We know there was a Henstepl, once, frantically naming his bizarre coprolaliac disorder after himself ("Florian syndrome"). In a recent era, he might even have called it "Abrahamic Syndrome" instead, it being a response to Jewish transformations of brain. And Henstepl has found Florians, and identified Florian Schneider as Florian, and Henstepl has identified that Florian syndrome patients eventually obsess over a conscious process of improvement, and carefully disclaim every time that "it isn't yoga".
Yes, it is to say, Florian syndrome patients identify with the Man-Machine Method of Florian Schneider.
Which is non-intestinal, which is contemptuous, and it's always rooted in the Gay Gift of Fingers.
A note on Jewishness
A great psychiatrist named Krauthammer once observed that people undergoing organic/traumatic braindamage sometimes become just happier, with a persistent elevated mood never even spinning down like the Bipolar manics eventually do. Krauthammer was a writer of the DSM psychiatric text, and he termed this condition "organic mania".In the context of Jewishness, it is best to understand that "organic mania" sometimes just occurs, non-"organically", (hence call it First Mania instead,) and it can be obsessed over, or else induced by choice surgical methods such as circumcision.
And in the context of body-methodologies, it is impossible to not acknowledge that all body-methodologies eventually fixate on the number 7. Due to some untold geometry, the body ultimately arranges itself around 7 focal-points known to the yogis as chakras (and we don't like yoga, so we will only acknowledge this name and seventh number from their method).

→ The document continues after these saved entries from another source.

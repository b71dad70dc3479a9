//! Tunnel service provisioning
//!
//! Turns a [`orizon_topology::TunnelTopology`] into supervised,
//! auto-restarting OS services, one per (hub, binding) pair. The tunnels
//! themselves are plain `ssh -N -R` processes; everything about keeping them
//! alive — start at boot, restart after a fixed delay regardless of exit
//! code, log capture — is delegated to the host's native service manager
//! (systemd, launchd, or the Windows SCM) behind one [`ServiceManager`]
//! trait.
//!
//! Provisioning is synchronous and single-threaded. Once the services are
//! registered this process has no further role: each tunnel blocks for its
//! whole lifetime and is restarted by the service manager observing its
//! exit, never by us.

pub mod launchd;
pub mod paths;
pub mod provisioner;
pub mod service;
pub mod store;
pub mod systemd;
pub mod windows;

pub use launchd::LaunchdManager;
pub use provisioner::{ssh_forward_args, AgentProvisioner, ProvisionReport};
pub use service::{native_manager, ServiceDefinition, ServiceManager, ServiceStatus};
pub use store::{AgentRecord, AgentStore};
pub use systemd::SystemdManager;
pub use windows::WindowsServiceManager;

/// Fixed delay before the service manager restarts a dead tunnel, seconds.
///
/// This is the system's entire failure-recovery policy: no backoff, no
/// circuit breaker, no distinction between an unreachable hub and a
/// decommissioned one. The agent cannot safely infer permanence, so every
/// exit is retried forever at this cadence.
pub const RESTART_DELAY_SECS: u32 = 10;

/// Keepalive probe interval inside each SSH session, seconds
pub const KEEPALIVE_INTERVAL_SECS: u32 = 30;

/// Missed keepalive probes before the SSH client declares the link dead
pub const KEEPALIVE_MAX_MISSES: u32 = 3;
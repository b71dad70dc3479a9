//! launchd adapter (macOS)
//!
//! System daemons under `/Library/LaunchDaemons`, loaded with the modern
//! `launchctl bootstrap system` and unloaded with `bootout`, falling back to
//! legacy `load`/`unload` on older systems. `KeepAlive` plus
//! `ThrottleInterval` gives the same restart-forever-with-fixed-delay
//! behavior the systemd adapter configures.

use anyhow::{Context, Result};
use std::fs;
use std::path::PathBuf;
use std::process::Command;
use tracing::{debug, warn};

use crate::service::{ServiceDefinition, ServiceManager, ServiceStatus};

pub struct LaunchdManager {
    daemon_dir: PathBuf,
}

impl LaunchdManager {
    pub fn new() -> Self {
        Self {
            daemon_dir: PathBuf::from("/Library/LaunchDaemons"),
        }
    }

    #[cfg(test)]
    fn with_daemon_dir(daemon_dir: PathBuf) -> Self {
        Self { daemon_dir }
    }

    fn plist_path(&self, name: &str) -> PathBuf {
        self.daemon_dir.join(format!("{}.plist", name))
    }

    /// Render the plist for one tunnel binding. The label is the service
    /// name itself so `launchctl list | grep orizon-tunnel-` shows exactly
    /// the node's namespace.
    pub fn render_plist(definition: &ServiceDefinition) -> String {
        let mut program_args = vec![definition.program.clone()];
        program_args.extend(definition.args.iter().cloned());
        let args_xml = program_args
            .iter()
            .map(|arg| format!("        <string>{}</string>", xml_escape(arg)))
            .collect::<Vec<_>>()
            .join("\n");

        format!(
            r#"<?xml version="1.0" encoding="UTF-8"?>
<!DOCTYPE plist PUBLIC "-//Apple//DTD PLIST 1.0//EN" "http://www.apple.com/DTDs/PropertyList-1.0.dtd">
<plist version="1.0">
<dict>
    <key>Label</key>
    <string>{label}</string>
    <key>ProgramArguments</key>
    <array>
{args_xml}
    </array>
    <key>RunAtLoad</key>
    <true/>
    <key>KeepAlive</key>
    <true/>
    <key>ThrottleInterval</key>
    <integer>{throttle}</integer>
    <key>StandardOutPath</key>
    <string>{log}</string>
    <key>StandardErrorPath</key>
    <string>{log}</string>
</dict>
</plist>
"#,
            label = xml_escape(&definition.name),
            args_xml = args_xml,
            throttle = definition.restart_delay_secs,
            log = definition.log_path.display(),
        )
    }

    fn launchctl(args: &[&str]) -> Result<std::process::Output> {
        Command::new("launchctl")
            .args(args)
            .output()
            .context("failed to execute launchctl")
    }
}

impl Default for LaunchdManager {
    fn default() -> Self {
        Self::new()
    }
}

impl ServiceManager for LaunchdManager {
    fn install(&self, definition: &ServiceDefinition) -> Result<()> {
        if let Some(log_dir) = definition.log_path.parent() {
            fs::create_dir_all(log_dir)
                .with_context(|| format!("failed to create log directory {:?}", log_dir))?;
        }

        let plist_path = self.plist_path(&definition.name);
        fs::write(&plist_path, Self::render_plist(definition))
            .with_context(|| format!("failed to write plist {:?}", plist_path))?;
        debug!(plist = %plist_path.display(), "wrote launchd plist");
        Ok(())
    }

    fn start(&self, name: &str) -> Result<()> {
        let plist_path = self.plist_path(name);
        let plist = plist_path.to_string_lossy().to_string();

        let output = Self::launchctl(&["bootstrap", "system", &plist])?;
        if output.status.success() {
            return Ok(());
        }

        // Older macOS, or the daemon is already bootstrapped
        let output = Self::launchctl(&["load", "-w", &plist])?;
        if !output.status.success() {
            let stderr = String::from_utf8_lossy(&output.stderr);
            if !stderr.contains("already loaded") {
                anyhow::bail!("failed to start service {}: {}", name, stderr.trim());
            }
        }
        Ok(())
    }

    fn stop(&self, name: &str) -> Result<()> {
        let target = format!("system/{}", name);
        let output = Self::launchctl(&["bootout", &target])?;
        if output.status.success() {
            return Ok(());
        }

        let plist = self.plist_path(name).to_string_lossy().to_string();
        let output = Self::launchctl(&["unload", &plist])?;
        if !output.status.success() {
            anyhow::bail!(
                "failed to stop service {}: {}",
                name,
                String::from_utf8_lossy(&output.stderr).trim()
            );
        }
        Ok(())
    }

    fn remove(&self, name: &str) -> Result<()> {
        if let Err(err) = self.stop(name) {
            warn!(service = name, error = %err, "ignoring stop failure during removal");
        }

        let plist_path = self.plist_path(name);
        if plist_path.exists() {
            fs::remove_file(&plist_path)
                .with_context(|| format!("failed to remove plist {:?}", plist_path))?;
        }
        Ok(())
    }

    fn status(&self, name: &str) -> Result<ServiceStatus> {
        if !self.plist_path(name).exists() {
            return Ok(ServiceStatus::NotInstalled);
        }

        let output = Self::launchctl(&["list", name])?;
        if !output.status.success() {
            return Ok(ServiceStatus::Stopped);
        }
        // `launchctl list <label>` prints a PID key when the process is up;
        // a loaded job without one is between restarts.
        let text = String::from_utf8_lossy(&output.stdout);
        if text.contains("\"PID\"") {
            Ok(ServiceStatus::Running)
        } else {
            Ok(ServiceStatus::BackingOff)
        }
    }

    fn installed(&self, prefix: &str) -> Result<Vec<String>> {
        let mut names = Vec::new();
        let entries = match fs::read_dir(&self.daemon_dir) {
            Ok(entries) => entries,
            Err(_) => return Ok(names),
        };
        for entry in entries {
            let entry = entry?;
            let file_name = entry.file_name().to_string_lossy().to_string();
            if let Some(name) = file_name.strip_suffix(".plist") {
                if name.starts_with(prefix) {
                    names.push(name.to_string());
                }
            }
        }
        names.sort();
        Ok(names)
    }
}

fn xml_escape(text: &str) -> String {
    text.replace('&', "&amp;")
        .replace('<', "&lt;")
        .replace('>', "&gt;")
}

#[cfg(test)]
mod tests {
    use super::*;
    use tempfile::TempDir;

    fn definition() -> ServiceDefinition {
        ServiceDefinition {
            name: "orizon-tunnel-hub1".to_string(),
            description: "Orizon reverse tunnel to hub1 (system)".to_string(),
            program: "ssh".to_string(),
            args: vec![
                "-N".to_string(),
                "-R".to_string(),
                "9123:localhost:9100".to_string(),
            ],
            log_path: PathBuf::from("/var/log/orizon/orizon-tunnel-hub1.log"),
            restart_delay_secs: 10,
        }
    }

    #[test]
    fn test_plist_keeps_tunnel_alive() {
        let plist = LaunchdManager::render_plist(&definition());
        assert!(plist.contains("<key>KeepAlive</key>\n    <true/>"));
        assert!(plist.contains("<key>RunAtLoad</key>\n    <true/>"));
        assert!(plist.contains("<integer>10</integer>"));
    }

    #[test]
    fn test_plist_program_arguments_ordered() {
        let plist = LaunchdManager::render_plist(&definition());
        let ssh = plist.find("<string>ssh</string>").unwrap();
        let flag = plist.find("<string>-R</string>").unwrap();
        let forward = plist.find("<string>9123:localhost:9100</string>").unwrap();
        assert!(ssh < flag && flag < forward);
    }

    #[test]
    fn test_installed_filters_by_prefix() {
        let temp = TempDir::new().unwrap();
        let manager = LaunchdManager::with_daemon_dir(temp.path().to_path_buf());

        for name in [
            "orizon-tunnel-hub1.plist",
            "com.apple.something.plist",
            "orizon-tunnel-hub2-https.plist",
        ] {
            fs::write(temp.path().join(name), "").unwrap();
        }

        let names = manager.installed("orizon-tunnel-").unwrap();
        assert_eq!(
            names,
            vec!["orizon-tunnel-hub1", "orizon-tunnel-hub2-https"]
        );
    }
}
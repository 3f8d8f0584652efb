//! In-memory `Page` for unit tests: a node tree with a tiny selector matcher,
//! bubbling event dispatch, a virtual timer clock and manual frame/visibility
//! triggers.

use crate::page::{EventKind, Handler, Page, PageEvent, Rect, Target, VisibilityOptions};
use std::cell::{Cell, RefCell};
use std::collections::BTreeMap;
use std::iter::Peekable;
use std::rc::Rc;
use std::str::Chars;

#[derive(Clone, Copy, Debug, PartialEq, Eq, Hash)]
pub struct NodeId(usize);

const ROOT: NodeId = NodeId(0);
const HEAD: NodeId = NodeId(1);
const BODY: NodeId = NodeId(2);

#[derive(Default)]
struct Node {
    tag: String,
    attributes: BTreeMap<String, String>,
    styles: BTreeMap<String, String>,
    text: String,
    inner_html: String,
    parent: Option<NodeId>,
    children: Vec<NodeId>,
    offset_top: f64,
    client_height: f64,
    rect: Rect,
    form_values: BTreeMap<String, String>,
    disabled: bool,
}

struct Timer {
    due: u64,
    seq: u64,
    callback: Box<dyn FnOnce()>,
}

struct Observation {
    element: NodeId,
    options: VisibilityOptions,
    callback: Rc<dyn Fn(&NodeId)>,
}

pub struct MockPage {
    nodes: RefCell<Vec<Node>>,
    listeners: RefCell<Vec<(Target<NodeId>, EventKind, Handler<NodeId>)>>,
    timers: RefCell<Vec<Timer>>,
    frames: RefCell<Vec<Box<dyn FnOnce(f64)>>>,
    observations: RefCell<Vec<Observation>>,
    now_ms: Cell<u64>,
    next_seq: Cell<u64>,
    frame_clock: Cell<f64>,
    scroll_y: Cell<f64>,
    inner_width: Cell<f64>,
}

impl MockPage {
    pub fn new() -> Rc<Self> {
        let page = Self {
            nodes: RefCell::new(Vec::new()),
            listeners: RefCell::new(Vec::new()),
            timers: RefCell::new(Vec::new()),
            frames: RefCell::new(Vec::new()),
            observations: RefCell::new(Vec::new()),
            now_ms: Cell::new(0),
            next_seq: Cell::new(0),
            frame_clock: Cell::new(0.0),
            scroll_y: Cell::new(0.0),
            inner_width: Cell::new(1280.0),
        };

        let root = page.push_node("html");
        let head = page.push_node("head");
        let body = page.push_node("body");
        page.attach(root, head);
        page.attach(root, body);
        debug_assert_eq!((root, head, body), (ROOT, HEAD, BODY));

        Rc::new(page)
    }

    pub fn body_node(&self) -> NodeId {
        BODY
    }

    /// Adds an attached element; `id` and `class` go through `attributes`.
    pub fn add(&self, parent: NodeId, tag: &str, attributes: &[(&str, &str)]) -> NodeId {
        let node = self.push_node(tag);
        {
            let mut nodes = self.nodes.borrow_mut();
            for (name, value) in attributes {
                nodes[node.0]
                    .attributes
                    .insert(name.to_string(), value.to_string());
            }
        }
        self.attach(parent, node);
        node
    }

    pub fn set_layout(&self, node: NodeId, offset_top: f64, client_height: f64) {
        let mut nodes = self.nodes.borrow_mut();
        nodes[node.0].offset_top = offset_top;
        nodes[node.0].client_height = client_height;
    }

    pub fn set_rect(&self, node: NodeId, rect: Rect) {
        self.nodes.borrow_mut()[node.0].rect = rect;
    }

    pub fn set_form_field(&self, form: NodeId, name: &str, value: &str) {
        self.nodes.borrow_mut()[form.0]
            .form_values
            .insert(name.to_string(), value.to_string());
    }

    pub fn set_inner_width(&self, width: f64) {
        self.inner_width.set(width);
    }

    pub fn text(&self, node: NodeId) -> String {
        self.nodes.borrow()[node.0].text.clone()
    }

    pub fn is_disabled(&self, node: NodeId) -> bool {
        self.nodes.borrow()[node.0].disabled
    }

    pub fn children(&self, node: NodeId) -> Vec<NodeId> {
        self.nodes.borrow()[node.0].children.clone()
    }

    pub fn now(&self) -> u64 {
        self.now_ms.get()
    }

    pub fn pending_timers(&self) -> usize {
        self.timers.borrow().len()
    }

    pub fn pending_frames(&self) -> usize {
        self.frames.borrow().len()
    }

    pub fn observed_threshold(&self, node: NodeId) -> Option<f64> {
        self.observations
            .borrow()
            .iter()
            .find(|observation| observation.element == node)
            .map(|observation| observation.options.threshold)
    }

    pub fn click(&self, node: NodeId) -> PageEvent<NodeId> {
        self.dispatch(
            Target::Element(node),
            EventKind::Click,
            PageEvent::new(Some(node)),
        )
    }

    pub fn pointer(&self, node: NodeId, kind: EventKind, client_x: f64, client_y: f64) {
        self.dispatch(
            Target::Element(node),
            kind,
            PageEvent::new(Some(node)).with_pointer(client_x, client_y),
        );
    }

    pub fn key_down(&self, target: Target<NodeId>, key: &str) -> PageEvent<NodeId> {
        let event_target = match &target {
            Target::Element(node) => Some(*node),
            _ => None,
        };
        self.dispatch(
            target,
            EventKind::KeyDown,
            PageEvent::new(event_target).with_key(key),
        )
    }

    pub fn submit(&self, form: NodeId) -> PageEvent<NodeId> {
        self.dispatch(
            Target::Element(form),
            EventKind::Submit,
            PageEvent::new(Some(form)),
        )
    }

    pub fn scroll_window(&self, y: f64) {
        self.scroll_y.set(y);
        self.dispatch(Target::Window, EventKind::Scroll, PageEvent::new(None));
    }

    pub fn dispatch(
        &self,
        target: Target<NodeId>,
        kind: EventKind,
        event: PageEvent<NodeId>,
    ) -> PageEvent<NodeId> {
        let mut path = Vec::new();
        match target {
            Target::Element(node) => {
                path.push(Target::Element(node));
                if kind.bubbles() {
                    let mut cursor = self.parent_of(node);
                    while let Some(parent) = cursor {
                        path.push(Target::Element(parent));
                        cursor = self.parent_of(parent);
                    }
                    if self.is_attached(&node) {
                        path.push(Target::Document);
                        path.push(Target::Window);
                    }
                }
            }
            Target::Document => {
                path.push(Target::Document);
                if kind.bubbles() {
                    path.push(Target::Window);
                }
            }
            Target::Window => path.push(Target::Window),
        }

        for step in path {
            let handlers: Vec<Handler<NodeId>> = self
                .listeners
                .borrow()
                .iter()
                .filter(|(target, listener_kind, _)| *target == step && *listener_kind == kind)
                .map(|(_, _, handler)| Rc::clone(handler))
                .collect();

            for handler in handlers {
                handler(&event);
            }

            if event.is_propagation_stopped() {
                break;
            }
        }

        event
    }

    /// Moves the virtual clock forward, firing due timers in schedule order
    /// (including timers scheduled by other timers within the window).
    pub fn advance(&self, ms: u64) {
        let until = self.now_ms.get() + ms;

        loop {
            let next = self
                .timers
                .borrow()
                .iter()
                .enumerate()
                .filter(|(_, timer)| timer.due <= until)
                .min_by_key(|(_, timer)| (timer.due, timer.seq))
                .map(|(index, _)| index);

            let Some(index) = next else {
                break;
            };

            let timer = self.timers.borrow_mut().remove(index);
            self.now_ms.set(timer.due.max(self.now_ms.get()));
            (timer.callback)();
        }

        self.now_ms.set(until);
    }

    /// Runs frame rounds `step_ms` apart until none are pending or `limit`
    /// rounds have run. Returns the number of rounds.
    pub fn run_frames(&self, step_ms: f64, limit: usize) -> usize {
        let mut rounds = 0;

        while rounds < limit {
            let frames = std::mem::take(&mut *self.frames.borrow_mut());
            if frames.is_empty() {
                break;
            }

            let timestamp = self.frame_clock.get() + step_ms;
            self.frame_clock.set(timestamp);
            for frame in frames {
                frame(timestamp);
            }
            rounds += 1;
        }

        rounds
    }

    /// Simulates `node` scrolling into view.
    pub fn reveal(&self, node: NodeId) {
        let triggered: Vec<Rc<dyn Fn(&NodeId)>> = {
            let mut observations = self.observations.borrow_mut();
            let mut triggered = Vec::new();
            observations.retain(|observation| {
                if observation.element == node {
                    triggered.push(Rc::clone(&observation.callback));
                    false
                } else {
                    true
                }
            });
            triggered
        };

        for callback in triggered {
            callback(&node);
        }
    }

    fn push_node(&self, tag: &str) -> NodeId {
        let mut nodes = self.nodes.borrow_mut();
        nodes.push(Node {
            tag: tag.to_ascii_lowercase(),
            ..Node::default()
        });
        NodeId(nodes.len() - 1)
    }

    fn attach(&self, parent: NodeId, child: NodeId) {
        self.detach(child);
        let mut nodes = self.nodes.borrow_mut();
        nodes[child.0].parent = Some(parent);
        nodes[parent.0].children.push(child);
    }

    fn detach(&self, child: NodeId) {
        let mut nodes = self.nodes.borrow_mut();
        if let Some(parent) = nodes[child.0].parent.take() {
            nodes[parent.0].children.retain(|node| *node != child);
        }
    }

    fn parent_of(&self, node: NodeId) -> Option<NodeId> {
        self.nodes.borrow()[node.0].parent
    }

    fn descendants(&self, root: NodeId) -> Vec<NodeId> {
        let nodes = self.nodes.borrow();
        let mut ordered = Vec::new();
        let mut stack: Vec<NodeId> = nodes[root.0].children.iter().rev().copied().collect();

        while let Some(node) = stack.pop() {
            ordered.push(node);
            stack.extend(nodes[node.0].children.iter().rev().copied());
        }

        ordered
    }

    fn matches(&self, node: NodeId, selector: &str) -> bool {
        selector
            .split(',')
            .map(str::trim)
            .filter(|alternative| !alternative.is_empty())
            .any(|alternative| {
                let compounds: Vec<Compound> =
                    alternative.split_whitespace().map(Compound::parse).collect();
                self.matches_chain(node, &compounds)
            })
    }

    fn matches_chain(&self, node: NodeId, compounds: &[Compound]) -> bool {
        let Some((last, ancestors)) = compounds.split_last() else {
            return false;
        };
        if !self.matches_compound(node, last) {
            return false;
        }

        let mut remaining = ancestors;
        let mut cursor = self.parent_of(node);
        while let Some((wanted, rest)) = remaining.split_last() {
            let Some(candidate) = cursor else {
                return false;
            };
            if self.matches_compound(candidate, wanted) {
                remaining = rest;
            }
            cursor = self.parent_of(candidate);
        }

        true
    }

    fn matches_compound(&self, node: NodeId, compound: &Compound) -> bool {
        let nodes = self.nodes.borrow();
        let data = &nodes[node.0];

        if let Some(tag) = compound.tag.as_deref() {
            if !data.tag.eq_ignore_ascii_case(tag) {
                return false;
            }
        }

        if let Some(id) = compound.id.as_deref() {
            if data.attributes.get("id").map(String::as_str) != Some(id) {
                return false;
            }
        }

        let classes: Vec<&str> = data
            .attributes
            .get("class")
            .map(|value| value.split_whitespace().collect())
            .unwrap_or_default();
        if !compound
            .classes
            .iter()
            .all(|class| classes.contains(&class.as_str()))
        {
            return false;
        }

        compound.attributes.iter().all(|(name, value)| {
            match (data.attributes.get(name), value) {
                (Some(actual), Some(expected)) => actual == expected,
                (Some(_), None) => true,
                (None, _) => false,
            }
        })
    }
}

The secret of Organic First Mania is the secret of the Jews: it is that the seven chakras may tend to "fold", as the lower three become just manifestations of the uppermost, and the space outside the four-that's-filled comes nothing other than an "unknowable other".
And isn't it funny that the Jewish Tree of Life possesses four upper layers plus a plainly different "Kingdom" on the bottom, which (in the manner of a tree) proceeds directly to the dirt?
Pilonidal cysts and the obliteration of the root chakra
Now, the onset of Organic First Mania is associated with pilonidal cyst (of the top of the butt-crack). It's another surgical condition which can actually be resolved with just wellness; it is first acknowledged as the obliteration by the root chakra of the root chakra because, that's the chakra, that's where it is. And if you speak to all the kooks in your life, you will eventually find that yes, all the butt-cracks did obliterate themselves exactly in the years your kooky friends started going kooky.And the onset of Jewishness, in a Jewish-gened male brain, occurs when the penis is circumcised. For Henstepl examined his circumcised penis, and found six images of seven chakras using his Gay Gift of Fingers. In an upwards erect penis, they are in an upside-down order, and thus the lowest Root Chakra was actually to have been in the highest range of foreskin.
As such, I can't tappingly finger that Root. But I can actually find it, in the middle of the air.
It turns out my root chakra is longer than my dick! Hahahaha.
The tragedy of man is that he spends equal time thinking of brain-and-body, and thinking of his penis. It is therefore impossible for a Jewish brain to undergo Organic First Mania with such a constant consideration of the foreskin, as such there was in history a man named Abraham whose brain was churning and speaking to him to say, I hate my fucking foreskin, I hate it so much I will CUT IT!
And Abraham commanded his spawn to do the same, as thus was the birth of Jews: in obliterating manner, as destroyed the Root Chakra in order to fold the seven upon themselves.